On a whim last night, I made a trip to Blockbuster (it’s been about a year — boy is that place losing business.) I was in the mood for a challenge and so I picked up M. Night Shyamalan’s Lady in the Water. The trailer I had seen was appropriately mysterious and other than the fact that Paul Giamatti and Bryce Dallas Howard were in the film, I didn’t know much else about it.
Before I hop into the review, I need to say a few words in defense of Night. I’ve heard folks say that he’s ‘gimmicky’ and that in person he’s very cocky with a big ego. I don’t know much about his personality, but I think folks should be going a little easier on him. I wasn’t a huge fan of The Sixth Sense or Unbreakable. Particularly for The Sixth Sense, I think it was a very mysterious film that created a unique and eerie mood, but it was also very overrated. However, starting with Signs, I really started to become a fan. For each of his films, he manages to capture that sense of tension and suspense that carry your attention throughout the story. This film is no exception. For his ability to create tension….truly unpredictable suspense (where you have no idea of what’s going to happen next) I think he should be commended.
The area where people often try to take stabs at Night are for his endings. I had to watch The Sixth Sense a few times to appreciate how much of a technical marvel it was to have the film work on two completely different levels — even after you understand the ending. But after that film, people started looking for the “signature revelation at the end” and were pissed if it didn’t come. And in most films, Night kept giving it to us. I’m no genius, but in The Village, I saw the ending coming after about 20 minutes into the film. But unlike so many others, I didn’t let that take away from my enjoyment of the film. Taking your focus away from the ending, I think the movie is exceptionally entertaining, suspenseful, and, at times, shocking. I think people should take a break from trying to judge Night by “the strength of the endings” and enjoy the journey that he’s taking us on to get there. We all know where Space Mountain is going to let us out — the exit is right within view. But does that take away from the ride that happens in between the line and the exit?
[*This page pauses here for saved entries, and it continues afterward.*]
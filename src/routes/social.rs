//! Social routes: user search and the friend-request lifecycle.

use hyper::body::Incoming;
use hyper::{Request, Response, StatusCode};
use serde_json::json;

use super::{authenticate, json_response, query_param, ResponseBody};
use crate::database::social as db;
use crate::error::ApiError;
use crate::server::AppState;

pub async fn search(
    state: &AppState,
    req: &Request<Incoming>,
) -> Result<Response<ResponseBody>, ApiError> {
    let user_id = authenticate(state, req)?;
    let query = query_param(req, "query")
        .filter(|q| !q.is_empty())
        .ok_or_else(|| ApiError::InvalidInput("Search query is required.".to_string()))?;
    let users = db::search_users(&state.pool, user_id, &query).await?;
    Ok(json_response(StatusCode::OK, &users))
}

pub async fn send_request(
    state: &AppState,
    req: &Request<Incoming>,
    target_id: i64,
) -> Result<Response<ResponseBody>, ApiError> {
    let sender_id = authenticate(state, req)?;
    let outcome = db::send_request(&state.pool, sender_id, target_id).await?;
    Ok(json_response(
        StatusCode::OK,
        &json!({ "status": outcome.as_status() }),
    ))
}

pub async fn accept_request(
    state: &AppState,
    req: &Request<Incoming>,
    sender_id: i64,
) -> Result<Response<ResponseBody>, ApiError> {
    let acceptor_id = authenticate(state, req)?;
    db::accept_request(&state.pool, acceptor_id, sender_id).await?;
    Ok(json_response(
        StatusCode::OK,
        &json!({ "acceptorId": acceptor_id }),
    ))
}

pub async fn friends(
    state: &AppState,
    req: &Request<Incoming>,
) -> Result<Response<ResponseBody>, ApiError> {
    let user_id = authenticate(state, req)?;
    let friends = db::get_friends(&state.pool, user_id).await?;
    let requests = db::get_pending_requests(&state.pool, user_id).await?;
    Ok(json_response(
        StatusCode::OK,
        &json!({ "friends": friends, "requests": requests }),
    ))
}
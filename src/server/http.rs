//! HTTP server implementation.
//!
//! Uses hyper http1 with TokioIo for async handling. Each connection is
//! served on its own task; each request is an independent, stateless unit of
//! work against the shared pool.

use hyper::server::conn::http1;
use hyper::service::service_fn;
use hyper_util::rt::TokioIo;
use std::convert::Infallible;
use std::sync::Arc;
use tokio::net::TcpListener;
use tracing::{debug, info};

use crate::config::Args;
use crate::database::DbPool;
use crate::routes;

/// Shared application state: the one config object and the one pool.
pub struct AppState {
    pub args: Args,
    pub pool: DbPool,
}

pub async fn run(state: Arc<AppState>) -> anyhow::Result<()> {
    let listener = TcpListener::bind(state.args.listen).await?;
    info!(addr = %state.args.listen, "ecoverse-api listening");

    loop {
        let (stream, remote) = listener.accept().await?;
        let io = TokioIo::new(stream);
        let state = Arc::clone(&state);

        tokio::spawn(async move {
            let service = service_fn(move |req| {
                let state = Arc::clone(&state);
                async move { Ok::<_, Infallible>(routes::handle_request(state, req).await) }
            });
            if let Err(e) = http1::Builder::new().serve_connection(io, service).await {
                debug!(%remote, error = %e, "connection closed with error");
            }
        });
    }
}
//! Community events: listing, joining, and cancelling registration.

use super::models::CommunityEvent;
use super::DbPool;
use crate::error::ApiError;

const EVENT_SELECT: &str = "SELECT e.event_id, e.title, e.description, e.organizer, e.address, \
     e.event_date, e.max_participants, \
     (SELECT COUNT(*) FROM event_participants p WHERE p.event_id = e.event_id) AS participant_count \
     FROM community_events e";

/// All events from today onward, soonest first.
pub async fn upcoming_events(pool: &DbPool) -> Result<Vec<CommunityEvent>, ApiError> {
    let events = sqlx::query_as::<_, CommunityEvent>(&format!(
        "{EVENT_SELECT} WHERE e.event_date >= now() ORDER BY e.event_date"
    ))
    .fetch_all(pool)
    .await?;
    Ok(events)
}

async fn get_event(pool: &DbPool, event_id: i64) -> Result<CommunityEvent, ApiError> {
    sqlx::query_as::<_, CommunityEvent>(&format!("{EVENT_SELECT} WHERE e.event_id = $1"))
        .bind(event_id)
        .fetch_optional(pool)
        .await?
        .ok_or_else(|| ApiError::NotFound("Event not found.".to_string()))
}

/// Registers the user for an event. The event row is locked while the
/// capacity check runs, so the participant count can never pass the cap.
pub async fn join_event(
    pool: &DbPool,
    user_id: i64,
    event_id: i64,
) -> Result<CommunityEvent, ApiError> {
    let mut tx = pool.begin().await?;

    let row: Option<(i32,)> = sqlx::query_as(
        "SELECT max_participants FROM community_events WHERE event_id = $1 FOR UPDATE",
    )
    .bind(event_id)
    .fetch_optional(&mut *tx)
    .await?;
    let (max_participants,) =
        row.ok_or_else(|| ApiError::NotFound("Event not found.".to_string()))?;

    let (already_joined,): (bool,) = sqlx::query_as(
        "SELECT EXISTS (SELECT 1 FROM event_participants WHERE event_id = $1 AND user_id = $2)",
    )
    .bind(event_id)
    .bind(user_id)
    .fetch_one(&mut *tx)
    .await?;
    if already_joined {
        return Err(ApiError::Conflict(
            "You are already registered for this event.".to_string(),
        ));
    }

    let (count,): (i64,) =
        sqlx::query_as("SELECT COUNT(*) FROM event_participants WHERE event_id = $1")
            .bind(event_id)
            .fetch_one(&mut *tx)
            .await?;
    if count >= max_participants as i64 {
        return Err(ApiError::InvalidState("Event is full!".to_string()));
    }

    sqlx::query("INSERT INTO event_participants (event_id, user_id) VALUES ($1, $2)")
        .bind(event_id)
        .bind(user_id)
        .execute(&mut *tx)
        .await?;

    tx.commit().await?;
    get_event(pool, event_id).await
}

/// Cancels the user's registration.
pub async fn cancel_join(
    pool: &DbPool,
    user_id: i64,
    event_id: i64,
) -> Result<CommunityEvent, ApiError> {
    // Existence first so a missing event is NotFound, not "not registered".
    get_event(pool, event_id).await?;

    let res = sqlx::query("DELETE FROM event_participants WHERE event_id = $1 AND user_id = $2")
        .bind(event_id)
        .bind(user_id)
        .execute(pool)
        .await?;
    if res.rows_affected() == 0 {
        return Err(ApiError::InvalidState(
            "You are not currently registered for this event.".to_string(),
        ));
    }

    get_event(pool, event_id).await
}
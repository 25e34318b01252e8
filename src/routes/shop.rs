//! Eco-Shop routes: catalog and purchases.

use hyper::body::Incoming;
use hyper::{Request, Response, StatusCode};
use serde_json::json;

use super::{authenticate, json_response, ResponseBody};
use crate::database::shop as db;
use crate::error::ApiError;
use crate::server::AppState;

/// Public catalog listing.
pub async fn items(state: &AppState) -> Result<Response<ResponseBody>, ApiError> {
    let items = db::list_items(&state.pool).await?;
    Ok(json_response(StatusCode::OK, &items))
}

pub async fn buy(
    state: &AppState,
    req: &Request<Incoming>,
    item_id: i64,
) -> Result<Response<ResponseBody>, ApiError> {
    let user_id = authenticate(state, req)?;
    let item = db::purchase(&state.pool, user_id, item_id).await?;
    Ok(json_response(
        StatusCode::OK,
        &json!({
            "msg": format!("Successfully purchased {}!", item.name),
            "item": item.name,
            "cost": item.cost_gp,
        }),
    ))
}
use ecoverse_api::constants::BASE_LEVEL_XP;
use ecoverse_api::game::leveling::level_of;

#[test]
fn zero_xp_is_level_one_with_no_progress() {
    let data = level_of(0);
    assert_eq!(data.level, 1);
    assert_eq!(data.xp_into_level, 0);
    assert_eq!(data.xp_needed_this_level, BASE_LEVEL_XP);
    assert_eq!(data.progress_fraction(), 0.0);
}

#[test]
fn just_below_threshold_stays_level_one() {
    let data = level_of(BASE_LEVEL_XP - 1);
    assert_eq!(data.level, 1);
    assert_eq!(data.xp_into_level, BASE_LEVEL_XP - 1);
}

#[test]
fn crossing_base_threshold_reaches_level_two() {
    let data = level_of(BASE_LEVEL_XP);
    assert_eq!(data.level, 2);
    assert_eq!(data.xp_into_level, 0);
    // Level 2 costs 1000 * 1.75, floored.
    assert_eq!(data.xp_needed_this_level, 1750);
}

#[test]
fn second_threshold_boundary() {
    // Cumulative cost of levels 1 and 2 is 1000 + 1750 = 2750.
    let below = level_of(2749);
    assert_eq!(below.level, 2);
    assert_eq!(below.xp_into_level, 1749);

    let at = level_of(2750);
    assert_eq!(at.level, 3);
    assert_eq!(at.xp_into_level, 0);
    // Level 3 costs floor(1750 * 1.75) = floor(3062.5).
    assert_eq!(at.xp_needed_this_level, 3062);
}

#[test]
fn progress_is_always_a_proper_fraction() {
    // Sweep an irregular grid of XP values; the invariants must hold on all of them.
    for xp in (0..2_000_000i64).step_by(997) {
        let data = level_of(xp);
        assert!(data.level >= 1, "level must be positive for xp={xp}");
        assert!(data.xp_into_level >= 0, "negative progress for xp={xp}");
        assert!(
            data.xp_into_level < data.xp_needed_this_level,
            "progress overflow at xp={xp}: {} >= {}",
            data.xp_into_level,
            data.xp_needed_this_level
        );
        let fraction = data.progress_fraction();
        assert!((0.0..1.0).contains(&fraction), "fraction {fraction} out of range");
    }
}

#[test]
fn level_is_monotonic_in_xp() {
    let mut last_level = 0;
    for xp in (0..500_000i64).step_by(1234) {
        let level = level_of(xp).level;
        assert!(level >= last_level, "level regressed at xp={xp}");
        last_level = level;
    }
}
The last area where Night is incredibly strong is in his sense of creativity — and this is where I’ll begin to discuss this film, Lady in the Water. In each film after The Sixth Sense, Night has managed to create a science fiction story within everyday settings. He brings us intricate, creative worlds with detail and rules that quickly help us to get into the lore of his story. Lady has this sci-fi theme perhaps more than any of his other films since Signs. Bryce Dallas Howard plays an other worldly creature who enters into the lives of a small community of people. To say any more would be ruining the journey. Night establishes the fact that Howard’s character is from another world within the first 20 minutes of the movie and spends the next hour plus developing the plot and keeping us guessing. This development happens sometimes at a very slow pace, and I found myself being easily distracted and occasionally even bored.
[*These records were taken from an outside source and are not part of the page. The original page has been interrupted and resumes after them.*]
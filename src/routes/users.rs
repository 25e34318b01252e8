//! Account routes: registration and login.

use hyper::body::Incoming;
use hyper::{Request, Response, StatusCode};
use serde::{Deserialize, Serialize};
use tracing::info;

use super::{json_response, read_json, ResponseBody};
use crate::auth::{hash_password, issue_token, verify_password};
use crate::database::users as db;
use crate::error::ApiError;
use crate::server::AppState;

#[derive(Debug, Deserialize)]
pub struct RegisterRequest {
    pub username: String,
    pub email: String,
    pub password: String,
}

#[derive(Debug, Deserialize)]
pub struct LoginRequest {
    pub email: String,
    pub password: String,
}

#[derive(Debug, Serialize)]
pub struct TokenResponse {
    pub token: String,
}

pub async fn register(
    state: &AppState,
    req: Request<Incoming>,
) -> Result<Response<ResponseBody>, ApiError> {
    let body: RegisterRequest = read_json(req).await?;
    if body.username.trim().is_empty() || body.email.trim().is_empty() || body.password.is_empty() {
        return Err(ApiError::InvalidInput(
            "Username, email, and password are required.".to_string(),
        ));
    }

    let password_hash = hash_password(&body.password)?;
    let user_id = db::create_user(
        &state.pool,
        body.username.trim(),
        body.email.trim(),
        &password_hash,
    )
    .await?;
    info!(user_id, "registered new user");

    let token = issue_token(user_id, &state.args.jwt_secret, state.args.jwt_expiry_seconds)?;
    Ok(json_response(StatusCode::OK, &TokenResponse { token }))
}

pub async fn login(
    state: &AppState,
    req: Request<Incoming>,
) -> Result<Response<ResponseBody>, ApiError> {
    let body: LoginRequest = read_json(req).await?;
    if body.email.is_empty() || body.password.is_empty() {
        return Err(ApiError::InvalidInput(
            "Email and password are required.".to_string(),
        ));
    }

    let credentials = db::find_credentials_by_email(&state.pool, &body.email).await?;
    let (user_id, stored_hash) = credentials
        .ok_or_else(|| ApiError::Unauthorized("Invalid credentials.".to_string()))?;
    if !verify_password(&body.password, &stored_hash)? {
        return Err(ApiError::Unauthorized("Invalid credentials.".to_string()));
    }

    let token = issue_token(user_id, &state.args.jwt_secret, state.args.jwt_expiry_seconds)?;
    Ok(json_response(StatusCode::OK, &TokenResponse { token }))
}
//! Community event routes.

use hyper::body::Incoming;
use hyper::{Request, Response, StatusCode};
use serde_json::json;

use super::{authenticate, json_response, ResponseBody};
use crate::database::events as db;
use crate::error::ApiError;
use crate::server::AppState;

pub async fn upcoming(
    state: &AppState,
    req: &Request<Incoming>,
) -> Result<Response<ResponseBody>, ApiError> {
    authenticate(state, req)?;
    let events = db::upcoming_events(&state.pool).await?;
    Ok(json_response(StatusCode::OK, &events))
}

pub async fn join(
    state: &AppState,
    req: &Request<Incoming>,
    event_id: i64,
) -> Result<Response<ResponseBody>, ApiError> {
    let user_id = authenticate(state, req)?;
    let event = db::join_event(&state.pool, user_id, event_id).await?;
    Ok(json_response(
        StatusCode::OK,
        &json!({ "msg": "Successfully joined event!", "event": event }),
    ))
}

pub async fn cancel_join(
    state: &AppState,
    req: &Request<Incoming>,
    event_id: i64,
) -> Result<Response<ResponseBody>, ApiError> {
    let user_id = authenticate(state, req)?;
    let event = db::cancel_join(&state.pool, user_id, event_id).await?;
    Ok(json_response(
        StatusCode::OK,
        &json!({ "msg": "Successfully cancelled registration.", "event": event }),
    ))
}
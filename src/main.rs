use std::sync::Arc;

use clap::Parser;
use sqlx::postgres::PgPoolOptions;
use tracing::info;
use tracing_subscriber::EnvFilter;

use ecoverse_api::config::Args;
use ecoverse_api::server::{self, AppState};

#[tokio::main]
async fn main() -> anyhow::Result<()> {
    dotenvy::dotenv().ok();
    let args = Args::parse();

    tracing_subscriber::fmt()
        .with_env_filter(
            EnvFilter::try_from_default_env()
                .unwrap_or_else(|_| EnvFilter::new(args.log_level.clone())),
        )
        .init();

    let pool = PgPoolOptions::new()
        .max_connections(args.db_max_connections)
        .connect(&args.database_url)
        .await?;
    sqlx::migrate!().run(&pool).await?;
    info!("database connected and migrated");

    let state = Arc::new(AppState { args, pool });
    server::run(state).await
}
Lady can probably be best appreciated by lovers of sci-fi or comic books, but if you’re watching an M. Night Shyamalan film, well….you should already have expected that! There’s a world that we’re introduced to that cause you to absolutely put on your imaginative cap. If movies like Lord of the Rings and The Matrix upset you because they force you to stretch the capacity of your mind to include this “other world” — even for only two hours — this isn’t the one for you. Also, people looking for deep drama and Oscar-worthy emotional performances should look elsewhere. Especially when Night himself is onscreen. (More on that later.)
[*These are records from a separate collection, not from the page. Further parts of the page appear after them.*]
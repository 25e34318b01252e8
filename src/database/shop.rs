//! The Eco-Shop: item catalog, purchases, and the general inventory.

use super::models::{Item, ItemListing};
use super::users::spend_green_points;
use super::DbPool;
use crate::error::ApiError;

const ITEM_COLUMNS: &str = "item_id, name, description, item_type, cost_gp, effect, icon";

/// Catalog listing; the `effect` internals stay server-side.
pub async fn list_items(pool: &DbPool) -> Result<Vec<ItemListing>, ApiError> {
    let items = sqlx::query_as::<_, ItemListing>(
        "SELECT item_id, name, description, item_type, cost_gp, icon FROM items ORDER BY item_id",
    )
    .fetch_all(pool)
    .await?;
    Ok(items)
}

/// Buys an item with Green Points.
///
/// The balance precondition and the decrement are a single conditional update
/// inside one transaction with the inventory append, so concurrent purchases
/// can never drive the balance negative.
pub async fn purchase(pool: &DbPool, user_id: i64, item_id: i64) -> Result<Item, ApiError> {
    let mut tx = pool.begin().await?;

    let item = sqlx::query_as::<_, Item>(&format!(
        "SELECT {ITEM_COLUMNS} FROM items WHERE item_id = $1"
    ))
    .bind(item_id)
    .fetch_optional(&mut *tx)
    .await?
    .ok_or_else(|| ApiError::NotFound("Item not found.".to_string()))?;

    let user: Option<(i64,)> = sqlx::query_as("SELECT user_id FROM users WHERE user_id = $1")
        .bind(user_id)
        .fetch_optional(&mut *tx)
        .await?;
    if user.is_none() {
        return Err(ApiError::NotFound("User not found.".to_string()));
    }

    spend_green_points(&mut tx, user_id, item.cost_gp).await?;

    sqlx::query("INSERT INTO user_inventory (user_id, item_name) VALUES ($1, $2)")
        .bind(user_id)
        .bind(&item.name)
        .execute(&mut *tx)
        .await?;

    tx.commit().await?;
    Ok(item)
}

/// Item names the user owns, in acquisition order.
pub async fn get_inventory(pool: &DbPool, user_id: i64) -> Result<Vec<String>, ApiError> {
    let rows: Vec<(String,)> = sqlx::query_as(
        "SELECT item_name FROM user_inventory WHERE user_id = $1 ORDER BY entry_id",
    )
    .bind(user_id)
    .fetch_all(pool)
    .await?;
    Ok(rows.into_iter().map(|(name,)| name).collect())
}
//! Pure reward rules: recycling deposits, distance milestones, and the
//! diamond conversion quote.
//!
//! All arithmetic on client-controlled values is checked; out-of-range input
//! is an `InvalidInput`, never a wrap or a panic.

use crate::constants::{
    DEPOSIT_BASE_GP, DEPOSIT_BASE_XP, DEPOSIT_GP_PER_POINT, DEPOSIT_XP_PER_POINT,
    DIAMOND_TO_GP_RATE, GP_PER_MILESTONE, WALK_REWARD_INTERVAL, XP_PER_MILESTONE,
};
use crate::error::ApiError;

/// XP/GP earned by a single action.
#[derive(Debug, Clone, Copy, PartialEq, Eq, Default)]
pub struct Reward {
    pub xp: i64,
    pub gp: i64,
}

/// Reward for depositing sorted recyclables worth an aggregated `points` score.
/// A flat check-in bonus plus a per-point rate.
pub fn deposit_reward(points: i64) -> Result<Reward, ApiError> {
    if points <= 0 {
        return Err(ApiError::InvalidInput(
            "Deposit points must be positive.".to_string(),
        ));
    }
    let xp = points
        .checked_mul(DEPOSIT_XP_PER_POINT)
        .and_then(|v| v.checked_add(DEPOSIT_BASE_XP));
    let gp = points
        .checked_mul(DEPOSIT_GP_PER_POINT)
        .and_then(|v| v.checked_add(DEPOSIT_BASE_GP));
    match (xp, gp) {
        (Some(xp), Some(gp)) => Ok(Reward { xp, gp }),
        _ => Err(ApiError::InvalidInput(
            "Deposit points out of range.".to_string(),
        )),
    }
}

/// Outcome of adding a walking delta to a cumulative distance.
#[derive(Debug, Clone, Copy, PartialEq, Eq)]
pub struct WalkOutcome {
    pub new_total_distance: i64,
    pub milestones_crossed: i64,
    pub reward: Reward,
}

/// Milestone reward for walking `delta` meters on top of `old_distance`.
/// Every `WALK_REWARD_INTERVAL` boundary crossed pays out once.
pub fn walk_reward(old_distance: i64, delta: i64) -> Result<WalkOutcome, ApiError> {
    if delta < 0 {
        return Err(ApiError::InvalidInput(
            "Distance delta must not be negative.".to_string(),
        ));
    }
    let new_distance = old_distance.checked_add(delta).ok_or_else(|| {
        ApiError::InvalidInput("Distance delta out of range.".to_string())
    })?;
    // The milestone count is bounded by new_distance / interval, so the
    // per-milestone multiplications below cannot overflow.
    let crossed = new_distance / WALK_REWARD_INTERVAL - old_distance / WALK_REWARD_INTERVAL;
    Ok(WalkOutcome {
        new_total_distance: new_distance,
        milestones_crossed: crossed,
        reward: Reward {
            xp: crossed * XP_PER_MILESTONE,
            gp: crossed * GP_PER_MILESTONE,
        },
    })
}

/// Green Points credited for converting `amount` diamonds, at the fixed rate.
pub fn conversion_quote(amount: i64) -> Result<i64, ApiError> {
    if amount <= 0 {
        return Err(ApiError::InvalidInput(
            "Conversion amount must be positive.".to_string(),
        ));
    }
    amount.checked_mul(DIAMOND_TO_GP_RATE).ok_or_else(|| {
        ApiError::InvalidInput("Conversion amount out of range.".to_string())
    })
}
use ecoverse_api::error::ApiError;
use ecoverse_api::game::rewards::{conversion_quote, deposit_reward, walk_reward};

#[test]
fn deposit_pays_base_plus_rate() {
    let reward = deposit_reward(1).unwrap();
    assert_eq!(reward.xp, 15); // 10 base + 5 per point
    assert_eq!(reward.gp, 30); // 20 base + 10 per point

    let reward = deposit_reward(120).unwrap();
    assert_eq!(reward.xp, 10 + 120 * 5);
    assert_eq!(reward.gp, 20 + 120 * 10);
}

#[test]
fn deposit_is_monotonic_in_points() {
    let mut last = deposit_reward(1).unwrap();
    for points in 2..200 {
        let reward = deposit_reward(points).unwrap();
        assert!(reward.xp > last.xp);
        assert!(reward.gp > last.gp);
        last = reward;
    }
}

#[test]
fn deposit_rejects_non_positive_points() {
    assert!(matches!(deposit_reward(0), Err(ApiError::InvalidInput(_))));
    assert!(matches!(deposit_reward(-5), Err(ApiError::InvalidInput(_))));
}

#[test]
fn walk_crossing_one_boundary_pays_one_milestone() {
    let outcome = walk_reward(900, 150).unwrap();
    assert_eq!(outcome.new_total_distance, 1050);
    assert_eq!(outcome.milestones_crossed, 1);
    assert_eq!(outcome.reward.xp, 20);
    assert_eq!(outcome.reward.gp, 40);
}

#[test]
fn walk_crossing_no_boundary_pays_nothing() {
    let outcome = walk_reward(100, 50).unwrap();
    assert_eq!(outcome.new_total_distance, 150);
    assert_eq!(outcome.milestones_crossed, 0);
    assert_eq!(outcome.reward.xp, 0);
    assert_eq!(outcome.reward.gp, 0);
}

#[test]
fn walk_landing_exactly_on_boundary_counts() {
    let outcome = walk_reward(0, 1000).unwrap();
    assert_eq!(outcome.milestones_crossed, 1);
}

#[test]
fn walk_can_cross_several_boundaries_at_once() {
    let outcome = walk_reward(500, 3000).unwrap();
    // 3500 / 1000 = 3 boundaries, 500 / 1000 = 0 already claimed.
    assert_eq!(outcome.milestones_crossed, 3);
    assert_eq!(outcome.reward.xp, 60);
    assert_eq!(outcome.reward.gp, 120);
}

#[test]
fn walk_zero_delta_is_accepted_and_pays_nothing() {
    let outcome = walk_reward(999, 0).unwrap();
    assert_eq!(outcome.milestones_crossed, 0);
    assert_eq!(outcome.new_total_distance, 999);
}

#[test]
fn walk_rejects_negative_delta() {
    assert!(matches!(
        walk_reward(1000, -1),
        Err(ApiError::InvalidInput(_))
    ));
}

#[test]
fn deposit_rejects_points_that_would_overflow() {
    assert!(matches!(
        deposit_reward(i64::MAX),
        Err(ApiError::InvalidInput(_))
    ));
    assert!(matches!(
        deposit_reward(i64::MAX / 5),
        Err(ApiError::InvalidInput(_))
    ));
}

#[test]
fn walk_rejects_delta_that_would_overflow_total() {
    assert!(matches!(
        walk_reward(1000, i64::MAX),
        Err(ApiError::InvalidInput(_))
    ));
    assert!(matches!(
        walk_reward(i64::MAX, 1),
        Err(ApiError::InvalidInput(_))
    ));
    // Right at the limit still works.
    let outcome = walk_reward(0, i64::MAX).unwrap();
    assert_eq!(outcome.new_total_distance, i64::MAX);
}

#[test]
fn conversion_pays_the_fixed_rate() {
    assert_eq!(conversion_quote(1).unwrap(), 100);
    assert_eq!(conversion_quote(7).unwrap(), 700);
}

#[test]
fn conversion_rejects_non_positive_and_overflowing_amounts() {
    assert!(matches!(conversion_quote(0), Err(ApiError::InvalidInput(_))));
    assert!(matches!(
        conversion_quote(-3),
        Err(ApiError::InvalidInput(_))
    ));
    assert!(matches!(
        conversion_quote(i64::MAX),
        Err(ApiError::InvalidInput(_))
    ));
}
There are some solid character actors in the film. Jeffrey Wright (one of my favorites and a truly underrated actor) plays a small but interesting role. Paul Giamatti plays the same guy that he plays in almost every film. For me, his lack of versatility in leading roles is almost detracting from his credibility at this point. For the past five or six films, he’s the nervous, on-edge, slightly overweight, talkative, self-conscious-but loveable guy. This film is no exception. (Taking a slight tangent, I’d really like to see Giamatti start to challenge himself and act in roles that require him to venture out a bit. Perhaps play a villain. Or a womanizer. Anything but the guy from Sideways again. We’ve seen that already.)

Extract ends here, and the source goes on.